**WORK REQUIRED**
Select from the data all lines with the word "full".

[[ RECORDS FOR THE TASK open ]]

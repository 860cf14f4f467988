//! Minimal reader for Valve's KeyValues ("VDF") text format, scoped to what
//! `appmanifest_<id>.acf` needs: nested `"Key" "Value"` pairs and `"Key" {
//! ... }` blocks. No ecosystem crate in this stack covers this narrow,
//! Steam-specific format, so it is hand-rolled rather than pulled in.

use std::collections::HashMap;

/// A parsed KeyValues node: either a leaf string or a nested block.
#[derive(Debug, Clone)]
pub enum Node {
    Leaf(String),
    Block(HashMap<String, Node>),
}

impl Node {
    /// Look up a dotted path of keys (e.g. `"AppState.installdir"`) and
    /// return the leaf string value, if the full path resolves to one.
    pub fn get_path(&self, path: &str) -> Option<&str> {
        let mut node = self;
        for key in path.split('.') {
            match node {
                Node::Block(map) => node = map.get(key)?,
                Node::Leaf(_) => return None,
            }
        }
        match node {
            Node::Leaf(value) => Some(value.as_str()),
            Node::Block(_) => None,
        }
    }
}

/// Parse a full KeyValues document into a single root block.
pub fn parse(text: &str) -> Result<Node, String> {
    let mut tokens = tokenize(text).into_iter().peekable();
    let mut root = HashMap::new();
    parse_block(&mut tokens, &mut root)?;
    Ok(Node::Block(root))
}

#[derive(Debug, PartialEq, Eq)]
enum Token {
    Str(String),
    Open,
    Close,
}

fn tokenize(text: &str) -> Vec<Token> {
    let mut tokens = Vec::new();
    let mut chars = text.chars().peekable();
    while let Some(&c) = chars.peek() {
        match c {
            '{' => {
                tokens.push(Token::Open);
                chars.next();
            }
            '}' => {
                tokens.push(Token::Close);
                chars.next();
            }
            '"' => {
                chars.next();
                let mut s = String::new();
                while let Some(&c) = chars.peek() {
                    if c == '"' {
                        chars.next();
                        break;
                    }
                    if c == '\\' {
                        chars.next();
                        if let Some(escaped) = chars.next() {
                            s.push(escaped);
                        }
                        continue;
                    }
                    s.push(c);
                    chars.next();
                }
                tokens.push(Token::Str(s));
            }
            '/' => {
                // Comments: `//` to end of line.
                chars.next();
                if chars.peek() == Some(&'/') {
                    for c in chars.by_ref() {
                        if c == '\n' {
                            break;
                        }
                    }
                }
            }
            c if c.is_whitespace() => {
                chars.next();
            }
            _ => {
                chars.next();
            }
        }
    }
    tokens
}

fn parse_block(
    tokens: &mut std::iter::Peekable<std::vec::IntoIter<Token>>,
    out: &mut HashMap<String, Node>,
) -> Result<(), String> {
    loop {
        match tokens.next() {
            None | Some(Token::Close) => return Ok(()),
            Some(Token::Str(key)) => match tokens.peek() {
                Some(Token::Open) => {
                    tokens.next();
                    let mut nested = HashMap::new();
                    parse_block(tokens, &mut nested)?;
                    out.insert(key, Node::Block(nested));
                }
                Some(Token::Str(_)) => {
                    if let Some(Token::Str(value)) = tokens.next() {
                        out.insert(key, Node::Leaf(value));
                    }
                }
                _ => return Err(format!("expected value after key {key:?}")),
            },
            Some(Token::Open) => return Err("unexpected '{' without preceding key".to_string()),
        }
    }
}

#[cfg(test)]
mod tests {
    use super::*;

    #[test]
    fn parses_nested_appmanifest() {
        let text = r#"
            "AppState"
            {
                "appid"      "2394010"
                "installdir" "PalServer"
                "UserConfig"
                {
                    "language" "english"
                }
            }
        "#;
        let root = parse(text).expect("parse");
        assert_eq!(root.get_path("AppState.installdir"), Some("PalServer"));
        assert_eq!(root.get_path("AppState.UserConfig.language"), Some("english"));
        assert_eq!(root.get_path("AppState.missing"), None);
    }
}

[[ RECORDS FOR THE TASK closed ]]

**SOLUTION TO THIS PROBLEM**
    /// return the leaf string value, if the full path resolves to one.
/// Parse a full KeyValues document into a single root block.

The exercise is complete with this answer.